Article • Cognitive computing

Artificial intelligence is the rocket, big data is the fuel

In her keynote speech at this year’s Healthcare Information and Management Systems Society (HIMSS) gathering Ginni Rometty, Chairman, President, and CEO IBM, endorsed cognitive computing and its potential: ‘Cognitive is an era that could usher into a golden age if we shape it wisely.’

Report: Cornelia Wels-Maug

Ginny Rometty (CEO IBM) and Steve Lieber (CEO HIMSS) at HIMSS 2017 in Orlando.

She also clarified that Artificial Intelligence (AI) ‘is mainstream and real. This idea, cognitive healthcare, ‘… is here and can change everything about healthcare.’ Indeed, Rometty left no doubt as to why AI is important: ‘We need something that augments the intelligence of everyone in healthcare.’

That AI was real at this year’s HIMSS in Orlando, is beyond any doubt. Its diverse applications were exhibited across the trade show floor. However, how ‘real’ is AI beyond the walls of Orlando’s Convention Centre? Despite the reality of the digital transformation of healthcare, how mainstream is AI already on a day-to-day basis? With healthcare and consumer-centric data being generated in unprecedented volumes, the need to transform data into actionable knowledge is a pressing concern. The development of applications based on AI and cognitive computing is advancing fast, at the pinnacle of this trend are commercial technologies such as IBM’s Watson and Google’s DeepMind. These accelerate the speed and accuracy with which insights are generated and increasingly find their way into healthcare delivery.

James Golden, Managing Director, PricewaterCoopers, encapsulates the challenge at hand: ‘We generate an awful lot of data, some is information, just very little is intelligence. How do I generate and test hypo-thesis with my data?’ Golden is also very clear about the power of AI as an enabler: ‘If AI is the rocket, big data is the rocket fuel.’ For the time being, AI is particularly deployed in those sectors that are data rich and where cost efficiencies can be particularly leveraged, such as oncology, clinical trial recruitment, patient care management and population health.


Medical knowledge duplicates in 75 days

Portrait photo of Ginny Rometty at HIMSS
Ginny Rometty, CEO at IBM, adressed the potential of AI in healthcare.

So, what are some of the actual use cases of AI? Tufia C Haddad MD is a medical oncologist at Mayo Clinic’s Breast Diagnostic Clinic in Rochester, USA, where she is also involved in drug discovery in oncology. For her, using AI and cognitive computing skills are a means to keep abreast of medical knowledge. ‘It is increasingly challenging to keep up with medical knowledge as it doubles exponentially. In 1950, it took 50 years for medical knowledge to double, now it duplicates in 75 days. By the time a medical student starts practicing medicine, she only knows 6% of the current knowledge.’

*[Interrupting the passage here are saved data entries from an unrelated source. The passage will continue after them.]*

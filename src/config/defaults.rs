use crate::core::registry::AppRegistry;
use crate::domain::model::{AppDescriptor, LaunchSpec};
use crate::utils::error::Result;

pub const SIP_CONNECTOR: &str = "osmo-sip-connector";
pub const SIP_CONNECTOR_CONFIG: &str = "doc/examples/osmo-sip-connector.cfg";
pub const SIP_CONNECTOR_EXECUTABLE: &str = "src/osmo-sip-connector";
pub const SIP_CONNECTOR_LABEL: &str = "OsmoSIPcon";
pub const SIP_CONNECTOR_VTY_PORT: u16 = 4256;

/// Registry for the SIP connector run from its source tree.
pub fn osmo_sip_connector() -> Result<AppRegistry> {
    AppRegistry::builder()
        .app_config(SIP_CONNECTOR, [SIP_CONNECTOR_CONFIG])
        .app(AppDescriptor::new(
            SIP_CONNECTOR_VTY_PORT,
            SIP_CONNECTOR_EXECUTABLE,
            SIP_CONNECTOR_LABEL,
            SIP_CONNECTOR,
        ))
        .primary(SIP_CONNECTOR)
        .vty_command(LaunchSpec::new(vec![
            format!("./{}", SIP_CONNECTOR_EXECUTABLE),
            "-c".to_string(),
            SIP_CONNECTOR_CONFIG.to_string(),
        ]))
        .build()
}

#[cfg(test)]
mod tests {
    use super::*;
    use crate::core::AppCatalog;

    #[test]
    fn test_builtin_registry() {
        let registry = osmo_sip_connector().unwrap();
        let app = registry.primary_app().unwrap();
        assert_eq!(app.port, 4256);
        assert_eq!(app.label, "OsmoSIPcon");
        assert_eq!(
            registry.build_launch_spec(app).unwrap(),
            ["src/osmo-sip-connector", "-c", "doc/examples/osmo-sip-connector.cfg"]
        );
        assert_eq!(
            registry.vty_command().unwrap(),
            ["./src/osmo-sip-connector", "-c", "doc/examples/osmo-sip-connector.cfg"]
        );
    }
}
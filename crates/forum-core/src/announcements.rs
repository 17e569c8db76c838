use std::sync::Arc;

use chrono::{DateTime, Utc};
use forum_db::format_timestamp;
use forum_db::models::AnnouncementRow;
use forum_types::api::AnnouncementDraft;
use forum_types::models::{Announcement, AnnouncementKind, Audience, Priority, Styling, User};
use tracing::{info, warn};
use uuid::Uuid;

use crate::{Change, Forum, ForumError, Moderator, Result, Subscription, best_effort, convert};

impl Forum {
    /// Announcements the user should see right now: live, aimed at them and
    /// not dismissed. Highest priority first, then newest.
    pub fn active_announcements(&self, user: &User) -> Result<Vec<Announcement>> {
        self.announcements_at(user, Utc::now())
    }

    fn announcements_at(&self, user: &User, now: DateTime<Utc>) -> Result<Vec<Announcement>> {
        let dismissed = match self.db.get_preferences(&user.address) {
            Ok(row) => row.map(convert::preferences).map(|p| p.dismissed_announcements).unwrap_or_default(),
            Err(e) => {
                warn!("Failed to read dismissals for {}: {}", user.address, e);
                Vec::new()
            }
        };

        let mut live: Vec<Announcement> = self
            .db
            .active_announcements()?
            .into_iter()
            .filter_map(convert::announcement)
            .filter(|a| a.is_live_at(now))
            .filter(|a| self.targets(a.audience, user))
            .filter(|a| !(a.is_dismissible && dismissed.contains(&a.id)))
            .collect();

        live.sort_by(|a, b| b.priority.cmp(&a.priority).then(b.created_at.cmp(&a.created_at)));
        Ok(live)
    }

    fn targets(&self, audience: Audience, user: &User) -> bool {
        match audience {
            Audience::All => true,
            Audience::Verified => user.is_orb_verified,
            Audience::NewUsers => user.message_count < self.config.new_user_threshold,
        }
    }

    pub fn create_announcement(&self, moderator: &Moderator, draft: &AnnouncementDraft) -> Result<Uuid> {
        if draft.content.trim().is_empty() {
            return Err(ForumError::invalid("announcement content is empty"));
        }
        if let (Some(start), Some(end)) = (draft.start_date, draft.end_date) {
            if end < start {
                return Err(ForumError::invalid("announcement ends before it starts"));
            }
        }

        let id = Uuid::new_v4();
        let now = format_timestamp(Utc::now());
        let styling = draft
            .styling
            .as_ref()
            .map(serde_json::to_string)
            .transpose()
            .map_err(anyhow::Error::from)?;

        self.db.insert_announcement(&AnnouncementRow {
            id: id.to_string(),
            content: draft.content.trim().to_string(),
            kind: draft.kind.as_str().to_string(),
            priority: draft.priority.as_str().to_string(),
            is_active: draft.is_active,
            is_dismissible: draft.is_dismissible,
            auto_hide: draft.auto_hide,
            hide_after_secs: draft.hide_after_secs.and_then(|s| i64::try_from(s).ok()),
            start_date: draft.start_date.map(format_timestamp),
            end_date: draft.end_date.map(format_timestamp),
            audience: draft.audience.as_str().to_string(),
            styling,
            created_at: now.clone(),
            updated_at: now,
        })?;

        info!("Announcement {} created by {}", id, moderator.reviewer());
        self.hub.publish(Change::Announcements);
        Ok(id)
    }

    /// Hide an announcement for this user. Persisting the dismissal is
    /// best-effort; a lost write only means the banner shows again.
    pub fn dismiss_announcement(&self, user: &str, announcement_id: Uuid) -> Result<()> {
        let announcement = self
            .db
            .get_announcement(&announcement_id.to_string())?
            .and_then(convert::announcement)
            .ok_or(ForumError::NotFound("announcement"))?;
        if !announcement.is_dismissible {
            return Err(ForumError::invalid("announcement cannot be dismissed"));
        }

        best_effort(
            "announcement dismissal",
            self.db.add_dismissed_announcement(
                user,
                &announcement_id.to_string(),
                &format_timestamp(Utc::now()),
            ),
        );
        self.hub.publish(Change::Preferences(user.to_string()));
        Ok(())
    }

    /// Live banner list for one user, recomputed when announcements change
    /// or the user dismisses one.
    pub async fn subscribe_announcements(
        self: &Arc<Self>,
        address: &str,
    ) -> Result<Subscription<Vec<Announcement>>> {
        let owner = address.to_string();
        let address = address.to_string();
        self.live(
            "announcements",
            move |c| match c {
                Change::Announcements => true,
                Change::Preferences(user) => *user == owner,
                _ => false,
            },
            move |f: &Forum| {
                let user = f.get_user(&address)?.ok_or(ForumError::NotFound("user"))?;
                f.active_announcements(&user)
            },
        )
        .await
    }

    /// Insert the welcome banner into an empty collection. Returns whether
    /// anything was written.
    pub fn seed_welcome_announcement(&self) -> Result<bool> {
        if self.db.count_announcements()? > 0 {
            return Ok(false);
        }
        let draft = AnnouncementDraft {
            content: "Welcome to the forum! Connect with verified humans and join the conversation.".into(),
            kind: AnnouncementKind::Info,
            priority: Priority::High,
            is_active: true,
            is_dismissible: true,
            auto_hide: false,
            hide_after_secs: None,
            start_date: None,
            end_date: None,
            audience: Audience::All,
            styling: Some(Styling {
                background_color: "#3B82F6".into(),
                text_color: "#FFFFFF".into(),
                border_color: None,
                icon_emoji: Some("🎉".into()),
            }),
        };
        self.create_announcement(&Moderator::system(), &draft)?;
        Ok(true)
    }
}

#[cfg(test)]
mod tests {
    use super::*;
    use crate::{ForumConfig, Identity};
    use chrono::Duration;
    use forum_db::Database;

    fn draft(content: &str) -> AnnouncementDraft {
        serde_json::from_value(serde_json::json!({ "content": content })).unwrap()
    }

    fn setup() -> (Forum, User) {
        let forum = Forum::new(Database::open_in_memory().unwrap(), ForumConfig::default());
        let user = forum
            .login_user(&Identity {
                address: "0xa11ce".into(),
                username: None,
                profile_picture_url: None,
                is_orb_verified: false,
            })
            .unwrap();
        (forum, user)
    }

    #[test]
    fn seeding_happens_once() {
        let (forum, user) = setup();
        assert!(forum.seed_welcome_announcement().unwrap());
        assert!(!forum.seed_welcome_announcement().unwrap());
        let shown = forum.active_announcements(&user).unwrap();
        assert_eq!(shown.len(), 1);
        assert_eq!(shown[0].priority, Priority::High);
    }

    #[test]
    fn audience_window_and_order() {
        let (forum, user) = setup();
        let system = Moderator::system();
        let now = Utc::now();

        let mut low = draft("low");
        low.priority = Priority::Low;
        forum.create_announcement(&system, &low).unwrap();

        let mut high = draft("high");
        high.priority = Priority::High;
        forum.create_announcement(&system, &high).unwrap();

        let mut verified_only = draft("verified only");
        verified_only.audience = Audience::Verified;
        forum.create_announcement(&system, &verified_only).unwrap();

        let mut expired = draft("expired");
        expired.end_date = Some(now - Duration::hours(1));
        forum.create_announcement(&system, &expired).unwrap();

        let mut inactive = draft("inactive");
        inactive.is_active = false;
        forum.create_announcement(&system, &inactive).unwrap();

        let shown: Vec<String> = forum
            .active_announcements(&user)
            .unwrap()
            .into_iter()
            .map(|a| a.content)
            .collect();
        assert_eq!(shown, vec!["high", "low"]);
    }

    #[test]
    fn dismissal_hides_only_dismissible_banners() {
        let (forum, user) = setup();
        let system = Moderator::system();
        let gone = forum.create_announcement(&system, &draft("dismiss me")).unwrap();
        let mut sticky = draft("sticky");
        sticky.is_dismissible = false;
        let sticky = forum.create_announcement(&system, &sticky).unwrap();

        forum.dismiss_announcement(&user.address, gone).unwrap();
        assert!(matches!(
            forum.dismiss_announcement(&user.address, sticky),
            Err(ForumError::Invalid(_))
        ));
        assert!(matches!(
            forum.dismiss_announcement(&user.address, Uuid::new_v4()),
            Err(ForumError::NotFound("announcement"))
        ));

        let shown = forum.active_announcements(&user).unwrap();
        assert_eq!(shown.len(), 1);
        assert_eq!(shown[0].content, "sticky");
    }

    #[test]
    fn inverted_window_is_rejected() {
        let (forum, _) = setup();
        let mut bad = draft("bad");
        bad.start_date = Some(Utc::now());
        bad.end_date = Some(Utc::now() - Duration::days(1));
        assert!(matches!(
            forum.create_announcement(&Moderator::system(), &bad),
            Err(ForumError::Invalid(_))
        ));
    }

    #[tokio::test]
    async fn banner_subscription_follows_creation_and_dismissal() {
        let (forum, user) = setup();
        let forum = Arc::new(forum);
        let mut banners = forum.subscribe_announcements(&user.address).await.unwrap();
        assert!(banners.current().is_empty());

        let id = forum
            .create_announcement(&Moderator::system(), &draft("maintenance"))
            .unwrap();
        crate::hub::within(banners.wait_for(|b| b.len() == 1)).await.unwrap();

        // Someone else's dismissal leaves this view alone
        forum.dismiss_announcement("0xb0b", id).unwrap();
        forum.dismiss_announcement(&user.address, id).unwrap();
        crate::hub::within(banners.wait_for(|b| b.is_empty())).await.unwrap();
    }
}
use serde::{Deserialize, Serialize};
use uuid::Uuid;

use crate::models::{Announcement, Message, ReactionMap};

/// Events sent over the WebSocket gateway.
///
/// Snapshots always carry the complete current view, never a delta.
#[derive(Debug, Clone, Serialize, Deserialize)]
#[serde(tag = "type", content = "data")]
pub enum GatewayEvent {
    /// Server confirms the connection is authenticated
    Ready { address: String, username: String },

    /// The full message window after a change to the messages collection
    FeedSnapshot { messages: Vec<Message> },

    /// The recomputed reaction summary of one message
    ReactionSnapshot {
        message_id: Uuid,
        reactions: ReactionMap,
    },

    /// The banners the user should currently see
    AnnouncementSnapshot { announcements: Vec<Announcement> },

    /// A command could not be carried out
    Error { message: String },
}

/// Commands sent FROM client TO server over WebSocket.
#[derive(Debug, Clone, PartialEq, Eq, Serialize, Deserialize)]
#[serde(tag = "type", content = "data")]
pub enum GatewayCommand {
    SubscribeFeed,
    UnsubscribeFeed,
    SubscribeReactions { message_id: Uuid },
    UnsubscribeReactions { message_id: Uuid },
    SubscribeAnnouncements,
    UnsubscribeAnnouncements,
}

#[cfg(test)]
mod tests {
    use super::*;

    #[test]
    fn command_wire_format() {
        let cmd: GatewayCommand = serde_json::from_str(r#"{"type":"SubscribeFeed"}"#).unwrap();
        assert_eq!(cmd, GatewayCommand::SubscribeFeed);

        let id = Uuid::new_v4();
        let raw = format!(r#"{{"type":"SubscribeReactions","data":{{"message_id":"{}"}}}}"#, id);
        let cmd: GatewayCommand = serde_json::from_str(&raw).unwrap();
        assert_eq!(cmd, GatewayCommand::SubscribeReactions { message_id: id });
    }
}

For Haddad, AI is also an important part of speeding up the drug delivery process by helping to identify eligible clients for clinical trials: ‘IBM Watson understands the inclusion criteria for clinical trials, it has read all trials and all literature on oncology. With its help, it now takes eight minutes to review a medical case, down from 30 minutes. The trial coordinator can spend the time gained to convince an eligible patient to partake in a trial. The number one reason clients don’t partake in clinical trials is because no one asked them!’ However, deploying AI for making decisions requires transparency on how the decision was taken in the first place. Haddad recognises how important it is ‘to know where the data came from. How was the system trained to build trust in the information you see?’


Many questions remain

AI is still a nascent technology in the healthcare field with many issues needing to be addressed. IBM acknowledged quite frankly that Watson was still a toddler who had found good parenting skills at MD Anderson and the Mayo Clinic.

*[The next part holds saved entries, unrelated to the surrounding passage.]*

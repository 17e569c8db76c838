use std::sync::Arc;

use chrono::Utc;
use forum_db::format_timestamp;
use forum_db::models::ReactionRow;
use forum_types::models::{ReactionMap, reaction_key};
use tracing::debug;
use uuid::Uuid;

use crate::composer::is_allowed_emoji;
use crate::{Change, Forum, ForumError, Result, Subscription};

impl Forum {
    /// Add the (message, user, emoji) reaction if absent, remove it if
    /// present. Returns true when the reaction was added.
    pub fn toggle_reaction(&self, message_id: Uuid, user: &str, emoji: &str) -> Result<bool> {
        if user.trim().is_empty() {
            return Err(ForumError::invalid("missing reacting identity"));
        }
        if !is_allowed_emoji(emoji) {
            return Err(ForumError::invalid(format!("'{}' is not an available reaction", emoji)));
        }

        let added = self.db.toggle_reaction(
            &reaction_key(message_id, user, emoji),
            &message_id.to_string(),
            user,
            emoji,
            &format_timestamp(Utc::now()),
        )?;

        debug!("Reaction {} on {} by {}: added={}", emoji, message_id, user, added);
        self.hub.publish(Change::Reactions(message_id));
        Ok(added)
    }

    /// Emoji -> {count, users} recomputed from every reaction record of the
    /// message. Users are listed in reaction order.
    pub fn reaction_summary(&self, message_id: Uuid) -> Result<ReactionMap> {
        let rows = self.db.reactions_for_message(&message_id.to_string())?;
        Ok(summarize(&rows))
    }

    pub async fn subscribe_reactions(self: &Arc<Self>, message_id: Uuid) -> Result<Subscription<ReactionMap>> {
        self.live(
            "reactions",
            move |c| *c == Change::Reactions(message_id),
            move |f: &Forum| f.reaction_summary(message_id),
        )
        .await
    }
}

/// Group reaction records by emoji.
pub fn summarize(rows: &[ReactionRow]) -> ReactionMap {
    let mut map = ReactionMap::new();
    for r in rows {
        let entry = map.entry(r.emoji.clone()).or_default();
        entry.count += 1;
        entry.users.push(r.user_id.clone());
    }
    map
}

#[cfg(test)]
mod tests {
    use super::*;
    use crate::ForumConfig;
    use crate::hub::within;
    use forum_db::Database;

    fn forum() -> Arc<Forum> {
        Arc::new(Forum::new(Database::open_in_memory().unwrap(), ForumConfig::default()))
    }

    #[test]
    fn users_can_hold_several_emojis_on_one_message() {
        let forum = forum();
        let m = Uuid::new_v4();

        assert!(forum.toggle_reaction(m, "0xa11ce", "🔥").unwrap());
        assert!(forum.toggle_reaction(m, "0xa11ce", "🚀").unwrap());
        assert!(forum.toggle_reaction(m, "0xb0b", "🔥").unwrap());

        let summary = forum.reaction_summary(m).unwrap();
        assert_eq!(summary["🔥"].count, 2);
        assert_eq!(summary["🔥"].users, vec!["0xa11ce", "0xb0b"]);
        assert_eq!(summary["🚀"].count, 1);
    }

    #[test]
    fn emoji_outside_the_palette_is_rejected() {
        let forum = forum();
        let err = forum.toggle_reaction(Uuid::new_v4(), "0xa11ce", "😴").unwrap_err();
        assert!(matches!(err, ForumError::Invalid(_)));
    }

    #[tokio::test]
    async fn subscription_only_follows_its_message() {
        let forum = forum();
        let watched = Uuid::new_v4();
        let other = Uuid::new_v4();

        let mut sub = forum.subscribe_reactions(watched).await.unwrap();
        assert!(sub.current().is_empty());

        forum.toggle_reaction(other, "0xa11ce", "👍").unwrap();
        forum.toggle_reaction(watched, "0xa11ce", "👍").unwrap();

        let summary = within(sub.wait_for(|s| !s.is_empty())).await.unwrap();
        assert_eq!(summary.len(), 1);
        assert_eq!(summary["👍"].users, vec!["0xa11ce"]);
    }
}
//! Moderator-only routes. Each handler first turns the session into a
//! [`Moderator`], so a non-moderator is refused before anything is read.

use axum::{
    Extension, Json,
    extract::{Path, Query, State},
    http::StatusCode,
    response::IntoResponse,
};
use tracing::info;
use uuid::Uuid;

use forum_core::Moderator;
use forum_types::api::{
    AnnouncementDraft, Claims, CreatedResponse, DeleteMessageResponse, FlaggedQuery, ReportQuery,
    UpdateReportRequest,
};

use crate::auth::AppState;
use crate::error::ApiError;

fn moderator(state: &AppState, claims: &Claims) -> Result<Moderator, ApiError> {
    Ok(state.forum.moderator(&claims.sub)?)
}

pub async fn list_reports(
    State(state): State<AppState>,
    Extension(claims): Extension<Claims>,
    Query(query): Query<ReportQuery>,
) -> Result<impl IntoResponse, ApiError> {
    let moderator = moderator(&state, &claims)?;
    let reports = state
        .forum
        .blocking(move |forum| forum.list_reports(&moderator, query.status))
        .await?;
    Ok(Json(reports))
}

pub async fn update_report(
    State(state): State<AppState>,
    Path(report_id): Path<Uuid>,
    Extension(claims): Extension<Claims>,
    Json(req): Json<UpdateReportRequest>,
) -> Result<impl IntoResponse, ApiError> {
    let moderator = moderator(&state, &claims)?;
    let report = state
        .forum
        .blocking(move |forum| {
            forum.update_report_status(&moderator, report_id, req.status, req.notes.as_deref())
        })
        .await?;
    Ok(Json(report))
}

pub async fn flagged_messages(
    State(state): State<AppState>,
    Extension(claims): Extension<Claims>,
    Query(query): Query<FlaggedQuery>,
) -> Result<impl IntoResponse, ApiError> {
    moderator(&state, &claims)?;
    let messages = state
        .forum
        .blocking(move |forum| forum.flagged_messages(query.min_reports))
        .await?;
    Ok(Json(messages))
}

/// Delete a message after resolving every report filed against it.
pub async fn delete_message(
    State(state): State<AppState>,
    Path(message_id): Path<Uuid>,
    Extension(claims): Extension<Claims>,
) -> Result<impl IntoResponse, ApiError> {
    let moderator = moderator(&state, &claims)?;
    let outcome = state
        .forum
        .blocking(move |forum| forum.delete_message_and_resolve_reports(&moderator, message_id))
        .await?;

    if !outcome.deleted_message {
        info!("Message {} was already gone", message_id);
    }
    Ok(Json(DeleteMessageResponse {
        deleted_message: outcome.deleted_message,
        updated_reports: outcome.updated_reports,
    }))
}

pub async fn create_announcement(
    State(state): State<AppState>,
    Extension(claims): Extension<Claims>,
    Json(draft): Json<AnnouncementDraft>,
) -> Result<impl IntoResponse, ApiError> {
    let moderator = moderator(&state, &claims)?;
    let id = state
        .forum
        .blocking(move |forum| forum.create_announcement(&moderator, &draft))
        .await?;
    Ok((StatusCode::CREATED, Json(CreatedResponse { id })))
}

As far as AI is concerned, there is still a lot of learning needed when it comes to issues such as mapping problems to AI approaches, creating a talent pool for AI within the healthcare organisations, developing proofs-of-concept or realising returns on investments. Currently, AI tools only work by giving them sufficiently deep databases to plough through and identify relationships. That is a limitation indeed.

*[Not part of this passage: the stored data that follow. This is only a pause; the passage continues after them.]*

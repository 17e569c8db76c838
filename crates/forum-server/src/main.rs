mod cleanup;
mod config;

use std::net::SocketAddr;
use std::sync::Arc;

use axum::{
    Router,
    extract::{Query, State, WebSocketUpgrade},
    http::StatusCode,
    response::IntoResponse,
    routing::get,
};
use serde::Deserialize;
use tower_http::cors::CorsLayer;
use tower_http::trace::TraceLayer;
use tracing::{info, warn};

use forum_api::auth::{AppState, AppStateInner};
use forum_api::identity::IdentityProvider;
use forum_api::middleware::decode_token;
use forum_core::Forum;
use forum_core::rate_limit::RateLimiter;
use forum_gateway::connection;

use crate::config::ServerConfig;

#[derive(Deserialize)]
struct GatewayQuery {
    token: String,
}

#[tokio::main]
async fn main() -> anyhow::Result<()> {
    // Load .env if present
    let _ = dotenvy::dotenv();

    // Init logging
    tracing_subscriber::fmt()
        .with_env_filter(
            tracing_subscriber::EnvFilter::try_from_default_env()
                .unwrap_or_else(|_| "forum=debug,forum_core=debug,forum_api=debug,forum_gateway=debug,tower_http=debug".into()),
        )
        .init();

    let config = ServerConfig::from_env()?;

    // Init database
    let db = forum_db::Database::open(&config.db_path)?;
    let forum = Arc::new(Forum::new(db, config.forum.clone()));

    if forum.seed_welcome_announcement()? {
        info!("Seeded welcome announcement");
    }

    let identity = IdentityProvider::new(config.identity_url.clone())?;
    if identity.is_trusted() {
        warn!("FORUM_IDENTITY_URL is unset: wallet claims are accepted without verification");
    }

    // Shared state
    let state: AppState = Arc::new(AppStateInner {
        forum,
        rate_limiter: RateLimiter::new(config.rate_limit),
        identity,
        jwt_secret: config.jwt_secret.clone(),
    });

    tokio::spawn(cleanup::run_prune_loop(state.clone(), 300));

    let ws_route = Router::new()
        .route("/gateway", get(ws_upgrade))
        .with_state(state.clone());

    let app = Router::new()
        .merge(forum_api::router(state))
        .merge(ws_route)
        .layer(CorsLayer::permissive())
        .layer(TraceLayer::new_for_http());

    let addr: SocketAddr = format!("{}:{}", config.host, config.port).parse()?;
    info!("Forum server listening on {}", addr);

    let listener = tokio::net::TcpListener::bind(addr).await?;
    axum::serve(listener, app).await?;

    Ok(())
}

/// Browsers cannot set headers on a WebSocket handshake, so the session
/// token rides in the query string and is checked before upgrading.
async fn ws_upgrade(
    State(state): State<AppState>,
    Query(query): Query<GatewayQuery>,
    ws: WebSocketUpgrade,
) -> impl IntoResponse {
    let Some(claims) = decode_token(&state.jwt_secret, &query.token) else {
        return StatusCode::UNAUTHORIZED.into_response();
    };

    let forum = state.forum.clone();
    ws.on_upgrade(move |socket| {
        connection::handle_connection(socket, forum, claims.sub, claims.username)
    })
}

There is also the question of scalability, which is closely related to the financial viability of the approach. Does AI always need to be a big investment? ‘Watson is an aircraft carrier when we just need a hand gun’, Golden observes.

 

Profile:

Ginni Rometty BSc, gained a computer science and electrical engineering degree with high honours from Northwestern University, and became IBM’s President and CEO in January 2012 and Chairman of the Board of Directors from October 2012. She joined IBM in 1981 in Detroit, Michigan, taking a series of leadership roles, including Senior Vice President and Group Executive, IBM Sales, Marketing and Strategy, responsible for business results in IBM’s 170 global markets; she pioneered the firm’s rapid expansion in the world’s emerging economies. As Senior Vice President for IBM Global Business Services, she led the integration of PricewaterhouseCoopers Consulting – the largest acquisition in professional services history, creating a global team of over 100,000 business consultants and services experts. For her leadership in the professional services industry, Rometty received the Carl Sloane Award 2006.